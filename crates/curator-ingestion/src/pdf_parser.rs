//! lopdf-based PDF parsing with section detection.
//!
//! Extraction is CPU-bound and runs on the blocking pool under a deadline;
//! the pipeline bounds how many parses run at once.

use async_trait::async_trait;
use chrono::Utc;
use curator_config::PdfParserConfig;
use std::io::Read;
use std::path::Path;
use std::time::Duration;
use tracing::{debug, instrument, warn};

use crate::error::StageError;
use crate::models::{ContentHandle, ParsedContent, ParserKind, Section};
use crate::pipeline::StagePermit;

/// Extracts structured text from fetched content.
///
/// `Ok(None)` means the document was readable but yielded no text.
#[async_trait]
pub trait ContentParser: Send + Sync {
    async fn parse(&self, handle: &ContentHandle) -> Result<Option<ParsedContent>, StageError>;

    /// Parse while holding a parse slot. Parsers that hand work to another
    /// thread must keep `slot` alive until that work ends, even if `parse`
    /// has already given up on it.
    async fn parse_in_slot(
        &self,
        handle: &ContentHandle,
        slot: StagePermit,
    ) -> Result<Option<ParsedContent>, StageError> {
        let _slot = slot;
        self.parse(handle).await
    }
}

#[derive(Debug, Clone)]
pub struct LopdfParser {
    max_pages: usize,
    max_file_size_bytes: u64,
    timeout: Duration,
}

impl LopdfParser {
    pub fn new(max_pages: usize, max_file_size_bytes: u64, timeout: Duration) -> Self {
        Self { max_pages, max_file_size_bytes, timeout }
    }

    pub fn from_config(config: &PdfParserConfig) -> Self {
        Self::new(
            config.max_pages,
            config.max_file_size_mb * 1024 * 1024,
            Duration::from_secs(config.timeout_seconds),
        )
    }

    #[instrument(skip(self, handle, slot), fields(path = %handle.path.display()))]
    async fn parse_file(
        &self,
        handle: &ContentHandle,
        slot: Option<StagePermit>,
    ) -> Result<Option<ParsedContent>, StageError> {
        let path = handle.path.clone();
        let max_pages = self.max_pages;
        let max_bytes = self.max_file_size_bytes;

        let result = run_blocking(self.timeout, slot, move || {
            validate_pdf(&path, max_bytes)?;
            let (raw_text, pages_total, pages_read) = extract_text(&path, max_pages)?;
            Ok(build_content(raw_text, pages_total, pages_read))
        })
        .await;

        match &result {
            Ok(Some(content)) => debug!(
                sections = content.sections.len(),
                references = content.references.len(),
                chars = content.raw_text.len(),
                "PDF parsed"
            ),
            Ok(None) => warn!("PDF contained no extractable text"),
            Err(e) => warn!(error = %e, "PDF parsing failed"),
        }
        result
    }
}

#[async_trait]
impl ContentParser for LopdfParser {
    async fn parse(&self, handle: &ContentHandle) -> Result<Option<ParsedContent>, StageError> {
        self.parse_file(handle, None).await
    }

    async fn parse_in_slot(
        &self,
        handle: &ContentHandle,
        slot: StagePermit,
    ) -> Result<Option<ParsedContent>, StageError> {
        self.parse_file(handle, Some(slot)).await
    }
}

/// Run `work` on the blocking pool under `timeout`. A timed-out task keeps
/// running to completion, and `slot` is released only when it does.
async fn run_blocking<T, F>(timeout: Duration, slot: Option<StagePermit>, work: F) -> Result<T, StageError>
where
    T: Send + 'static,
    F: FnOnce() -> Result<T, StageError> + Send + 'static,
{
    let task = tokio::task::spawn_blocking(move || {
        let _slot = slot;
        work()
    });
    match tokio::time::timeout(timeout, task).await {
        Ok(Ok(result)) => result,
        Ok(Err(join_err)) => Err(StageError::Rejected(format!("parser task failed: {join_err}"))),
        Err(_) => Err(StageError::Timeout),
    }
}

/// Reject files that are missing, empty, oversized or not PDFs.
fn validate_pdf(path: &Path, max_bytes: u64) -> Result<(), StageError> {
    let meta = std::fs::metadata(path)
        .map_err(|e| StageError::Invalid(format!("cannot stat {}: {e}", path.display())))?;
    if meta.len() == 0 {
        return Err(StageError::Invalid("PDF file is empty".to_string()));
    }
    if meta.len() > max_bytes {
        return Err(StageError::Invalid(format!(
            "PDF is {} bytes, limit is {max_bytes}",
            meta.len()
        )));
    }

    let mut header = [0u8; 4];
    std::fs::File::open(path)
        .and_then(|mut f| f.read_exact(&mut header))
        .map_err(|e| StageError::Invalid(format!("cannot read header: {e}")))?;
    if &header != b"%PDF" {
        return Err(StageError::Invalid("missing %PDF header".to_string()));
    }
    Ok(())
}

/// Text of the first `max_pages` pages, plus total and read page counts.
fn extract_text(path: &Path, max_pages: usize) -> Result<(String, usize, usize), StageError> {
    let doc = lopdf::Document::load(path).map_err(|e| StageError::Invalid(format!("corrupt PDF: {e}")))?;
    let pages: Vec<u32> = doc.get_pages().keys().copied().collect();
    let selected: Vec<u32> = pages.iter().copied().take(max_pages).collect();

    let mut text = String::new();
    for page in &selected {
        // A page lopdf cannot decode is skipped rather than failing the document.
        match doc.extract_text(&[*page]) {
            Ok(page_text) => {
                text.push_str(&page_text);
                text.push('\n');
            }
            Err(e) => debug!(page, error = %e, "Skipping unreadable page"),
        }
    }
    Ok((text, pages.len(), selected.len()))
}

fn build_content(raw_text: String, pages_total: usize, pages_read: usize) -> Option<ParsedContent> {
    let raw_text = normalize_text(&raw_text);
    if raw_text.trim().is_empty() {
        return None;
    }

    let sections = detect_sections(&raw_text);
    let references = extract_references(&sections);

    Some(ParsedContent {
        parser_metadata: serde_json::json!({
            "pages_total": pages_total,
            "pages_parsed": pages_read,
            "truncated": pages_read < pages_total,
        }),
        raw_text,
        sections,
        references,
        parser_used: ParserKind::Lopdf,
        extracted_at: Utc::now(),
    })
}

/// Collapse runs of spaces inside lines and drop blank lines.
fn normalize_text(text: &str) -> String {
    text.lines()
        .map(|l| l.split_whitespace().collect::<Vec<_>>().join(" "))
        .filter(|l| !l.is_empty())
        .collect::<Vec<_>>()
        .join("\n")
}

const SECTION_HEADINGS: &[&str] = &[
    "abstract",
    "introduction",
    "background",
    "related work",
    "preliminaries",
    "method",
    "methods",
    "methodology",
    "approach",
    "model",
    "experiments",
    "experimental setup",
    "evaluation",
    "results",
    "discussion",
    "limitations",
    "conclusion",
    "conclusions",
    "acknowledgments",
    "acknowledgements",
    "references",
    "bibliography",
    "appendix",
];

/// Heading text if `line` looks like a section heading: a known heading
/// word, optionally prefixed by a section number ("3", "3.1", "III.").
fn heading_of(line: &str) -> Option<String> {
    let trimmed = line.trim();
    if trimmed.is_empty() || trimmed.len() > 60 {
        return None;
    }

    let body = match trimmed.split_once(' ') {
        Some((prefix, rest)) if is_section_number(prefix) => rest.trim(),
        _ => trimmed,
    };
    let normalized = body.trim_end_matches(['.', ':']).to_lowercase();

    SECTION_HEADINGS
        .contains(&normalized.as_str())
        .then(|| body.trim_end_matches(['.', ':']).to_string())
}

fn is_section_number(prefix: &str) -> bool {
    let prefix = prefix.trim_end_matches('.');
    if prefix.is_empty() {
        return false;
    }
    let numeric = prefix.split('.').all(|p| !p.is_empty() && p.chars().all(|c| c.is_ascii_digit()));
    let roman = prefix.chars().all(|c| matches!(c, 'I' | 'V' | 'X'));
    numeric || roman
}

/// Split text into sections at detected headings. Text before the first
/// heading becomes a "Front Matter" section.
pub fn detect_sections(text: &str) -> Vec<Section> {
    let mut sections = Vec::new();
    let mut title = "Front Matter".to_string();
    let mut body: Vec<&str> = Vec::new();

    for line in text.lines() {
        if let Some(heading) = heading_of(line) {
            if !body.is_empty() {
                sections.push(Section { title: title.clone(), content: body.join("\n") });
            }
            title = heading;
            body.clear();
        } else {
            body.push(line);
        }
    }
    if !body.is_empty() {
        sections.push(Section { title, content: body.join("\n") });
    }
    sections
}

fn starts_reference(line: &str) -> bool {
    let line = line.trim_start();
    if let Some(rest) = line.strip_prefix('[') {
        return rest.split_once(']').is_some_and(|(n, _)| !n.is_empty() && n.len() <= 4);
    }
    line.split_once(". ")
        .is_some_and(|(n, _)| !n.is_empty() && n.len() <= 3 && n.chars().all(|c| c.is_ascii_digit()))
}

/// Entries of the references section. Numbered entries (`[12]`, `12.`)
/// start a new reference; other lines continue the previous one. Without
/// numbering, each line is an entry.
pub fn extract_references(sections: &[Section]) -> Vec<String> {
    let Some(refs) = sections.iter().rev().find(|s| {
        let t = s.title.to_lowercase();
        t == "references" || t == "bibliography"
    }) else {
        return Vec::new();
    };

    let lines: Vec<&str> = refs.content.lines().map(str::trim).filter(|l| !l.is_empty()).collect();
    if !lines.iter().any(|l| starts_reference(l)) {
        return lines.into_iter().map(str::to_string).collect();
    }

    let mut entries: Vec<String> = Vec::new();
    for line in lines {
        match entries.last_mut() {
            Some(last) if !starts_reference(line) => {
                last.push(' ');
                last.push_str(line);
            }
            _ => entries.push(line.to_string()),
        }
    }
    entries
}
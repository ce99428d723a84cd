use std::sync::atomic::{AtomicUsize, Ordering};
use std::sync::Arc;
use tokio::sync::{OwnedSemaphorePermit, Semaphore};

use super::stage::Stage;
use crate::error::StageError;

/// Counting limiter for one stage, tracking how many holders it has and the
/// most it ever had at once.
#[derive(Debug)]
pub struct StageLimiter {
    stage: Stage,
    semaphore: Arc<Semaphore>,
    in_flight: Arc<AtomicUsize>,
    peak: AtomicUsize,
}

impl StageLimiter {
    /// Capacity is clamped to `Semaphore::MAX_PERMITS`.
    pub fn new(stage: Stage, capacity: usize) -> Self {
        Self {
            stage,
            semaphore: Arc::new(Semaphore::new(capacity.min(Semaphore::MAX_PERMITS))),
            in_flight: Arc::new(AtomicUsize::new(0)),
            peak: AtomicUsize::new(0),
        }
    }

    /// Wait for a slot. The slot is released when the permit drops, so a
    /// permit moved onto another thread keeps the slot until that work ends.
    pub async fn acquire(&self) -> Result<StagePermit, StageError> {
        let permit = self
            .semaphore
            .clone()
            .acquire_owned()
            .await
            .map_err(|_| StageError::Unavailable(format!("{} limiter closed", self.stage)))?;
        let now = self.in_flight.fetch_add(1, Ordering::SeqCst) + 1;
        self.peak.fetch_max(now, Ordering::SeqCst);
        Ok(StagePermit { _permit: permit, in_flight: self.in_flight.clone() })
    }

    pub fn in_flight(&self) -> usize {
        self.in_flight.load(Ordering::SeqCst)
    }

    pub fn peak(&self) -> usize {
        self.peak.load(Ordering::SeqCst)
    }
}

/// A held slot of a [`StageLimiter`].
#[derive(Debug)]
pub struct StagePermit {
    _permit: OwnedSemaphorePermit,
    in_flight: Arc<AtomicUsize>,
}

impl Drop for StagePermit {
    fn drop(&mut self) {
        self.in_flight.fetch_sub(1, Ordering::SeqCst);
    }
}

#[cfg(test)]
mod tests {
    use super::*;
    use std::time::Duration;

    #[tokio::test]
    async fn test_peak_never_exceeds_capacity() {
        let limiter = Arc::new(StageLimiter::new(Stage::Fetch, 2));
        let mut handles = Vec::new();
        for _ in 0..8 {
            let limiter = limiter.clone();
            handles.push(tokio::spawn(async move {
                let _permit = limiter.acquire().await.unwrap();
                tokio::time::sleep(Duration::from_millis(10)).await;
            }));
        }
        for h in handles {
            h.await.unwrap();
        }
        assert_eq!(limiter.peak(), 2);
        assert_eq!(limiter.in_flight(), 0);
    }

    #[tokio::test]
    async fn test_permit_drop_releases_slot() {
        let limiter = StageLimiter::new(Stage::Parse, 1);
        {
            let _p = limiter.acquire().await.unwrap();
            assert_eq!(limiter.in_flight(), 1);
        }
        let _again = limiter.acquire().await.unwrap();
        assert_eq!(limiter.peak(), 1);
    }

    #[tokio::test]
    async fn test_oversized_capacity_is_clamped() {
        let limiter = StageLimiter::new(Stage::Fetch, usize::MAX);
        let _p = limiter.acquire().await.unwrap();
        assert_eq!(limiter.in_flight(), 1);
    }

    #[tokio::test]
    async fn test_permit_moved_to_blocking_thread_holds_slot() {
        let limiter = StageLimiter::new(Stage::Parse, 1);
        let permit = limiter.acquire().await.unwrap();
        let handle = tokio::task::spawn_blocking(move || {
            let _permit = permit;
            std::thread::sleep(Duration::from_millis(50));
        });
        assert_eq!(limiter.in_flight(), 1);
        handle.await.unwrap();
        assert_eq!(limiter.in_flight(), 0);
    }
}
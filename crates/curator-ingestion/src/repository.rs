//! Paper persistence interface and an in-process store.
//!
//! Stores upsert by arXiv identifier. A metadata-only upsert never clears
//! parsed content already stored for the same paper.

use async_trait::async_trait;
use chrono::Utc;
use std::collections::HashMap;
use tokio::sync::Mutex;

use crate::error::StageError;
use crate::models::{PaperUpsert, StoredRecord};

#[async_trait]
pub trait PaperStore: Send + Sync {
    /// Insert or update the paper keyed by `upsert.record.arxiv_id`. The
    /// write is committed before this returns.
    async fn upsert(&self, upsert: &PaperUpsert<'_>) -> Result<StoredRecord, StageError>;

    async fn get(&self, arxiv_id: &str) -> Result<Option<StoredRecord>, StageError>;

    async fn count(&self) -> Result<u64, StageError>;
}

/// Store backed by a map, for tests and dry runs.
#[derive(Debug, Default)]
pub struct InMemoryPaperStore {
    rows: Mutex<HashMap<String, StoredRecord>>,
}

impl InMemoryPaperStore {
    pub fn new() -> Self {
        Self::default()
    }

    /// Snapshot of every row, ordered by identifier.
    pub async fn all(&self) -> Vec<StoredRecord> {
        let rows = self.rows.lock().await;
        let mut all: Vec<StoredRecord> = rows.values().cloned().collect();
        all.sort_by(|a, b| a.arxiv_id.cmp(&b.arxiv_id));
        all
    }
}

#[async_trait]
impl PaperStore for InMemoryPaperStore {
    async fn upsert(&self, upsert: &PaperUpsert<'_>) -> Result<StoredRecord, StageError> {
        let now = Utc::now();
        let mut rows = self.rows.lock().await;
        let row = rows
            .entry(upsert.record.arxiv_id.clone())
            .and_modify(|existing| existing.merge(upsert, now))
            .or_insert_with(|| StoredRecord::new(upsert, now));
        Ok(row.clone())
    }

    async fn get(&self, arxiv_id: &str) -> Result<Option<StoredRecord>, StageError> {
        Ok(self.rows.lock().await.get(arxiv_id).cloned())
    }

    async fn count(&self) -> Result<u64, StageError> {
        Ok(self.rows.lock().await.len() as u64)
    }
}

### Problem details
Every line from the start of the material above through the line that contains "u64, timeout: Duration)" must be written out exactly, with both ends included.

### Output for this exercise
filename crates/curator-ingestion/src/pdf_parser.rs
//! lopdf-based PDF parsing with section detection.
//!
//! Extraction is CPU-bound and runs on the blocking pool under a deadline;
//! the pipeline bounds how many parses run at once.

use async_trait::async_trait;
use chrono::Utc;
use curator_config::PdfParserConfig;
use std::io::Read;
use std::path::Path;
use std::time::Duration;
use tracing::{debug, instrument, warn};

use crate::error::StageError;
use crate::models::{ContentHandle, ParsedContent, ParserKind, Section};
use crate::pipeline::StagePermit;

/// Extracts structured text from fetched content.
///
/// `Ok(None)` means the document was readable but yielded no text.
#[async_trait]
pub trait ContentParser: Send + Sync {
    async fn parse(&self, handle: &ContentHandle) -> Result<Option<ParsedContent>, StageError>;

    /// Parse while holding a parse slot. Parsers that hand work to another
    /// thread must keep `slot` alive until that work ends, even if `parse`
    /// has already given up on it.
    async fn parse_in_slot(
        &self,
        handle: &ContentHandle,
        slot: StagePermit,
    ) -> Result<Option<ParsedContent>, StageError> {
        let _slot = slot;
        self.parse(handle).await
    }
}

#[derive(Debug, Clone)]
pub struct LopdfParser {
    max_pages: usize,
    max_file_size_bytes: u64,
    timeout: Duration,
}

impl LopdfParser {
    pub fn new(max_pages: usize, max_file_size_bytes: u64, timeout: Duration) -> Self {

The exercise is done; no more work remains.